UC Day draws attention to university’s budget crisis


 Mark Yudof and Rex Hime
Robert Durell
UC President Mark Yudof (left) strolls with UC Regent Rex Hime outside the state Capitol.

By Donna Hemmila

More than 200 university alumni and friends converged in Sacramento today (March 1) for UC Day, an effort to advocate for a long-term funding solution to maintain the quality of the University of California.

UC faces a proposed $500 million cut in the state's 2011-12 budget as California struggles to recover from a $25 billion deficit.

"We're willing to help share the pain," UC President Mark Yudof told the crowd gathered in a tent on the Capitol grounds. "But we need to have a conversation with legislators about a long-range funding plan for UC."

If the half-billion-dollar cut becomes a reality, for the first time in UC's 143-year history, student tuition and fees will contribute more to the system's operating budget than will the state. The cut will return UC state funding to the 1998-99 level when it served 73,000 fewer students.

The alumni, faculty, staff and students participating in UC Day focused on reminding Gov. Jerry Brown and the Legislature about the impact UC has had on the economic and cultural life of California, and voicing concerns about the effect the deep cuts will have on the university's ability to serve the state and its people.

"We'll compromise on a lot of things," Yudof told the UC Day crowd. "But one thing we will not compromise is the quality of the university."

President asks for budget flexibility

Yudof asked supporters to drive home the message that the university must be given flexibility to decide how to absorb the state cuts.

"The less money the Legislature gives you, the more control it wants," Yudof said. "We're down $500 million, and they want to tell us how to spend the rest."

More than 90 legislative visits had been scheduled throughout UC Day, which is part of a wider campaign to call attention to the state's dwindling investment in public higher education over the last decade.

Campaigning for higher education support

The proposed 2011-12 budget has a total of $1.4 billion in cuts to UC, the California State University and community colleges.
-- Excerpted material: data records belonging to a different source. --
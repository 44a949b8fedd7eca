//! OpenSearch transport implementation.
//!
//! This module provides the concrete `EngineTransport` using the OpenSearch
//! Rust client's single-node transport and its raw `send` API, so requests
//! keep the exact `{collection}/{kind}/...` paths the engine expects.

use std::time::Duration;

use async_trait::async_trait;
use opensearch::{
    http::{
        headers::{HeaderMap, HeaderValue, CONTENT_TYPE},
        request::JsonBody,
        transport::{SingleNodeConnectionPool, TransportBuilder},
        Method,
    },
    OpenSearch,
};
use serde_json::Value;
use tracing::{debug, info};
use url::Url;

use crate::config::ClientConfig;
use crate::errors::{SearchError, TransportError};
use crate::interfaces::{EngineReply, EngineRequest, EngineTransport, HttpMethod};
use crate::outcome::is_success;

/// Transport backed by the OpenSearch client.
///
/// # Example
///
/// ```ignore
/// let config = ClientConfig::default().with_host("http://localhost:9200");
/// let transport = OpenSearchTransport::new(&config)?;
/// let reply = transport.send(EngineRequest::get(Endpoint::root(&config))).await?;
/// ```
pub struct OpenSearchTransport {
    client: OpenSearch,
    timeout: Duration,
}

impl OpenSearchTransport {
    /// Create a transport for the configured host.
    ///
    /// # Returns
    ///
    /// * `Ok(OpenSearchTransport)` - A new transport
    /// * `Err(SearchError::InvalidConfig)` - If the host is not a valid URL or
    ///   the HTTP client cannot be built
    pub fn new(config: &ClientConfig) -> Result<Self, SearchError> {
        let url = Url::parse(config.host())
            .map_err(|e| SearchError::invalid_config(format!("Invalid host: {}", e)))?;

        let conn_pool = SingleNodeConnectionPool::new(url);
        let transport = TransportBuilder::new(conn_pool)
            .disable_proxy()
            .timeout(config.timeout())
            .build()
            .map_err(|e| SearchError::invalid_config(e.to_string()))?;

        info!(
            host = %config.host(),
            timeout_ms = config.timeout().as_millis() as u64,
            "Created OpenSearch transport"
        );

        Ok(Self {
            client: OpenSearch::new(transport),
            timeout: config.timeout(),
        })
    }

    fn method(method: HttpMethod) -> Method {
        match method {
            HttpMethod::Get => Method::Get,
            HttpMethod::Put => Method::Put,
            HttpMethod::Post => Method::Post,
            HttpMethod::Delete => Method::Delete,
        }
    }

    fn map_error(err: opensearch::Error) -> TransportError {
        if err.is_timeout() {
            TransportError::timeout(err.to_string())
        } else {
            TransportError::request(err.to_string())
        }
    }
}

#[async_trait]
impl EngineTransport for OpenSearchTransport {
    async fn send(&self, request: EngineRequest) -> Result<EngineReply, TransportError> {
        let mut headers = HeaderMap::new();
        headers.insert(CONTENT_TYPE, HeaderValue::from_static("application/json"));

        let body: Option<JsonBody<Value>> = request.body.map(JsonBody::new);

        debug!(
            method = ?request.method,
            url = %request.endpoint,
            "Sending engine request"
        );

        let response = self
            .client
            .send(
                Self::method(request.method),
                request.endpoint.path(),
                headers,
                Option::<&Value>::None,
                body,
                Some(self.timeout),
            )
            .await
            .map_err(Self::map_error)?;

        let status = response.status_code();
        let status_text = status.canonical_reason().unwrap_or_default().to_string();

        // An unreadable error body is reported as empty; an unreadable success
        // body means the call did not complete.
        let body = match response.text().await {
            Ok(body) => body,
            Err(e) if is_success(status.as_u16()) => return Err(Self::map_error(e)),
            Err(_) => String::new(),
        };

        Ok(EngineReply {
            status: status.as_u16(),
            status_text,
            body,
        })
    }
}

#[cfg(test)]
mod tests {
    use super::*;
    use crate::endpoint::Endpoint;
    use tokio::io::{AsyncReadExt, AsyncWriteExt};
    use tokio::net::TcpListener;

    #[test]
    fn test_method_mapping() {
        assert!(matches!(
            OpenSearchTransport::method(HttpMethod::Get),
            Method::Get
        ));
        assert!(matches!(
            OpenSearchTransport::method(HttpMethod::Put),
            Method::Put
        ));
        assert!(matches!(
            OpenSearchTransport::method(HttpMethod::Post),
            Method::Post
        ));
        assert!(matches!(
            OpenSearchTransport::method(HttpMethod::Delete),
            Method::Delete
        ));
    }

    #[test]
    fn test_new_rejects_invalid_host() {
        let config = ClientConfig::default().with_host("not a url");

        let result = OpenSearchTransport::new(&config);

        assert!(matches!(result, Err(SearchError::InvalidConfig(_))));
    }

    #[tokio::test]
    async fn test_unreachable_host_is_transport_error() {
        let config = ClientConfig::default()
            .with_host("http://127.0.0.1:1")
            .with_timeout(Duration::from_secs(2));
        let transport = OpenSearchTransport::new(&config).unwrap();

        let result = transport
            .send(EngineRequest::get(Endpoint::root(&config)))
            .await;

        assert!(result.is_err());
    }

    #[tokio::test]
    async fn test_silent_engine_hits_configured_timeout() {
        let listener = TcpListener::bind("127.0.0.1:0").await.unwrap();
        let addr = listener.local_addr().unwrap();
        let server = tokio::spawn(async move {
            let (socket, _) = listener.accept().await.unwrap();
            tokio::time::sleep(Duration::from_secs(30)).await;
            drop(socket);
        });

        let config = ClientConfig::default()
            .with_host(format!("http://{addr}"))
            .with_timeout(Duration::from_millis(300));
        let transport = OpenSearchTransport::new(&config).unwrap();

        let result = transport
            .send(EngineRequest::get(Endpoint::root(&config)))
            .await;

        assert!(
            matches!(result, Err(TransportError::Timeout(_))),
            "{result:?}"
        );
        server.abort();
    }

    #[tokio::test]
    async fn test_request_line_and_content_type_on_the_wire() {
        let listener = TcpListener::bind("127.0.0.1:0").await.unwrap();
        let addr = listener.local_addr().unwrap();
        let server = tokio::spawn(async move {
            let (mut socket, _) = listener.accept().await.unwrap();
            let mut head = Vec::new();
            let mut chunk = [0u8; 1024];
            while !head.windows(4).any(|w| w == b"\r\n\r\n") {
                let n = socket.read(&mut chunk).await.unwrap();
                if n == 0 {
                    break;
                }
                head.extend_from_slice(&chunk[..n]);
            }
            socket
                .write_all(
                    b"HTTP/1.1 404 Not Found\r\ncontent-type: application/json\r\n\
                      content-length: 20\r\nconnection: close\r\n\r\n{\"result\":\"missing\"}",
                )
                .await
                .unwrap();
            String::from_utf8_lossy(&head).to_lowercase()
        });

        let config = ClientConfig::default()
            .with_host(format!("http://{addr}/es/"))
            .with_timeout(Duration::from_secs(5));
        let transport = OpenSearchTransport::new(&config).unwrap();

        let reply = transport
            .send(EngineRequest::delete(Endpoint::document(&config, 42)))
            .await
            .unwrap();
        let head = server.await.unwrap();

        assert!(
            head.starts_with("delete /es/docbook/book/42 http/1.1\r\n"),
            "{head}"
        );
        assert!(head.contains("content-type: application/json\r\n"), "{head}");
        assert_eq!(reply.status, 404);
        assert_eq!(reply.status_text, "Not Found");
        assert_eq!(reply.body, r#"{"result":"missing"}"#);
    }
}
//! Book search client implementation.
//!
//! This module provides the main client for interacting with the search
//! engine. Application code uses this to index, delete, count and search book
//! records.

use tracing::{debug, info, instrument};

use book_search_shared::{EngineResponse, IndexedDocument, SearchIntent};

use crate::config::ClientConfig;
use crate::decoder::{decode_count, decode_search_response, hit_ids};
use crate::endpoint::{Endpoint, Operation};
use crate::errors::SearchError;
use crate::interfaces::{EngineRequest, EngineTransport};
use crate::opensearch::{build_search_query, OpenSearchTransport};
use crate::outcome::classify;

/// The main client for interacting with the search engine.
///
/// Every operation is a single HTTP exchange: no retries, no caching and no
/// state shared between calls, so one client can serve concurrent callers.
pub struct BookSearchClient {
    transport: Box<dyn EngineTransport>,
    config: ClientConfig,
}

impl BookSearchClient {
    /// Create a client talking to the configured host over OpenSearch's transport.
    pub fn new(config: ClientConfig) -> Result<Self, SearchError> {
        let transport = OpenSearchTransport::new(&config)?;
        Ok(Self::with_transport(config, Box::new(transport)))
    }

    /// Create a client over a custom transport.
    pub fn with_transport(config: ClientConfig, transport: Box<dyn EngineTransport>) -> Self {
        info!(
            host = %config.host(),
            collection = %config.collection(),
            kind = %config.kind(),
            "Created book search client"
        );
        Self { transport, config }
    }

    pub fn config(&self) -> &ClientConfig {
        &self.config
    }

    /// Send a request and classify the reply, returning the body on success.
    async fn execute(&self, request: EngineRequest) -> Result<String, SearchError> {
        let reply = self.transport.send(request).await?;
        Ok(classify(reply)?)
    }

    /// Check that the engine is reachable.
    #[instrument(skip(self))]
    pub async fn ping(&self) -> Result<(), SearchError> {
        self.execute(EngineRequest::get(Endpoint::root(&self.config)))
            .await?;
        debug!("Engine reachable");
        Ok(())
    }

    /// Check that the configured collection exists.
    #[instrument(skip(self), fields(collection = %self.config.collection()))]
    pub async fn check_collection(&self) -> Result<(), SearchError> {
        self.execute(EngineRequest::get(Endpoint::collection(&self.config)))
            .await?;
        debug!("Collection exists");
        Ok(())
    }

    /// Index a book, replacing any entry with the same id.
    #[instrument(skip(self, document), fields(id = document.id))]
    pub async fn build_index_entry(&self, document: &IndexedDocument) -> Result<(), SearchError> {
        let body = serde_json::to_value(document)
            .map_err(|e| SearchError::serialization(e.to_string()))?;

        self.execute(EngineRequest::put(
            Endpoint::document(&self.config, document.id),
            body,
        ))
        .await?;

        debug!("Index entry written");
        Ok(())
    }

    /// Remove a book from the index.
    ///
    /// Engine rejections, including 404 for a missing entry, are reported as
    /// `SearchError::DeleteFailed`.
    #[instrument(skip(self))]
    pub async fn delete_index_entry(&self, id: i64) -> Result<(), SearchError> {
        self.execute(EngineRequest::delete(Endpoint::document(&self.config, id)))
            .await
            .map_err(|e| match e {
                SearchError::Operation(err) => SearchError::DeleteFailed(err),
                other => other,
            })?;

        debug!("Index entry deleted");
        Ok(())
    }

    /// Count the books of the configured kind.
    #[instrument(skip(self))]
    pub async fn count(&self) -> Result<u64, SearchError> {
        let body = self
            .execute(EngineRequest::get(Endpoint::operation(
                &self.config,
                Operation::Count,
            )))
            .await?;

        let result = decode_count(&body)?;
        debug!(count = result.count, "Counted index entries");
        Ok(result.count)
    }

    /// Run a search and return the fully decoded response.
    #[instrument(skip(self, intent), fields(mode = ?intent.mode, size = intent.page_size, page = intent.page_number))]
    pub async fn search_hits(&self, intent: &SearchIntent) -> Result<EngineResponse, SearchError> {
        let query = build_search_query(intent);

        let body = self
            .execute(EngineRequest::post(
                Endpoint::operation(&self.config, Operation::Search),
                query,
            ))
            .await?;

        let response = decode_search_response(&body)?;
        debug!(
            hits = response.hits.hits.len(),
            took_ms = response.took_millis,
            "Search completed"
        );
        Ok(response)
    }

    /// Search book descriptions and names, returning matching ids in ranking order.
    ///
    /// `page` is 1-based; zero or negative values return the first page.
    pub async fn search_by_fields(
        &self,
        text: &str,
        size: usize,
        page: i64,
    ) -> Result<Vec<String>, SearchError> {
        let response = self
            .search_hits(&SearchIntent::multi_field(text, size, page))
            .await?;
        Ok(hit_ids(&response))
    }

    /// Search the engine's default fields with query-string syntax, returning
    /// matching ids in ranking order.
    pub async fn search_unspecified(
        &self,
        text: &str,
        size: usize,
        page: i64,
    ) -> Result<Vec<String>, SearchError> {
        let response = self
            .search_hits(&SearchIntent::unspecified(text, size, page))
            .await?;
        Ok(hit_ids(&response))
    }
}
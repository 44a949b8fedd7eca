//! HTTP outcome classification.
//!
//! Every client operation passes its reply through [`classify`]; it is the
//! only place that decides whether a call succeeded.

use crate::errors::OperationError;
use crate::interfaces::EngineReply;

/// Whether a status code means success.
pub fn is_success(status: u16) -> bool {
    (200..300).contains(&status)
}

/// Classify a reply, returning its body on success.
pub fn classify(reply: EngineReply) -> Result<String, OperationError> {
    if is_success(reply.status) {
        Ok(reply.body)
    } else {
        Err(OperationError::new(
            reply.status,
            reply.status_text,
            reply.body,
        ))
    }
}
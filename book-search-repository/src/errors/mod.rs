//! Error types for the book search repository.

mod decode_error;
mod operation_error;
mod search_error;
mod transport_error;

pub use decode_error::DecodeError;
pub use operation_error::OperationError;
pub use search_error::SearchError;
pub use transport_error::TransportError;
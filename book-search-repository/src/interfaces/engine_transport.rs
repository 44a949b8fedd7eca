//! Engine transport trait definition.
//!
//! The transport moves one request to the engine and brings back its raw
//! reply. Connection handling, TLS and pooling belong to implementations;
//! deciding what a reply means belongs to the caller.

use async_trait::async_trait;
use serde_json::Value;

use crate::endpoint::Endpoint;
use crate::errors::TransportError;

/// HTTP methods used against the engine.
#[derive(Debug, Clone, Copy, PartialEq, Eq)]
pub enum HttpMethod {
    Get,
    Put,
    Post,
    Delete,
}

/// A single request to the engine.
#[derive(Debug, Clone, PartialEq)]
pub struct EngineRequest {
    pub method: HttpMethod,
    pub endpoint: Endpoint,
    /// JSON body, sent with `Content-Type: application/json`.
    pub body: Option<Value>,
}

impl EngineRequest {
    pub fn get(endpoint: Endpoint) -> Self {
        Self {
            method: HttpMethod::Get,
            endpoint,
            body: None,
        }
    }

    pub fn delete(endpoint: Endpoint) -> Self {
        Self {
            method: HttpMethod::Delete,
            endpoint,
            body: None,
        }
    }

    pub fn put(endpoint: Endpoint, body: Value) -> Self {
        Self {
            method: HttpMethod::Put,
            endpoint,
            body: Some(body),
        }
    }

    pub fn post(endpoint: Endpoint, body: Value) -> Self {
        Self {
            method: HttpMethod::Post,
            endpoint,
            body: Some(body),
        }
    }
}

/// The engine's raw answer, before classification.
#[derive(Debug, Clone, PartialEq, Eq)]
pub struct EngineReply {
    pub status: u16,
    pub status_text: String,
    pub body: String,
}

impl EngineReply {
    pub fn new(status: u16, status_text: impl Into<String>, body: impl Into<String>) -> Self {
        Self {
            status,
            status_text: status_text.into(),
            body: body.into(),
        }
    }
}

/// Abstracts the HTTP transport used to reach the engine.
///
/// Implementations must bound every call by their configured timeout and
/// report a call that produced no reply as a `TransportError`. A reply with
/// any status, including errors, is returned as `Ok`.
///
/// Implementations must be `Send + Sync` so one client can serve concurrent
/// callers.
#[async_trait]
pub trait EngineTransport: Send + Sync {
    /// Send one request and return the engine's reply.
    ///
    /// # Returns
    ///
    /// * `Ok(EngineReply)` - The engine answered, whatever the status
    /// * `Err(TransportError)` - The call could not be completed
    async fn send(&self, request: EngineRequest) -> Result<EngineReply, TransportError>;
}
Representatives of all three California education systems will meet in Sacramento on April 5 for Public Higher Education Day, an event similar to UC Day.

Since January, Yudof, Office of the President budget staff and several UC chancellors have traveled to Sacramento to meet with legislators and testify before budget hearings. In addition, an electronic advocacy campaign at UCforCA.org is in full swing. A Feb. 14 "Raise Your Voice for UC" message was delivered to nearly 140,000 people signed up on the UC for California website. During February, 1,150 new subscribers joined the e-campaign to write letters to their state legislators.

UC is engaged in a systemwide administrative efficiency initiative to save $500 million over the next five years, but cost efficiencies alone can't overcome the $1 billion budget gap UC faces once new mandatory increases for pension contributions, health care costs, utilities and other operating expenses are added to the $500 million proposed cut.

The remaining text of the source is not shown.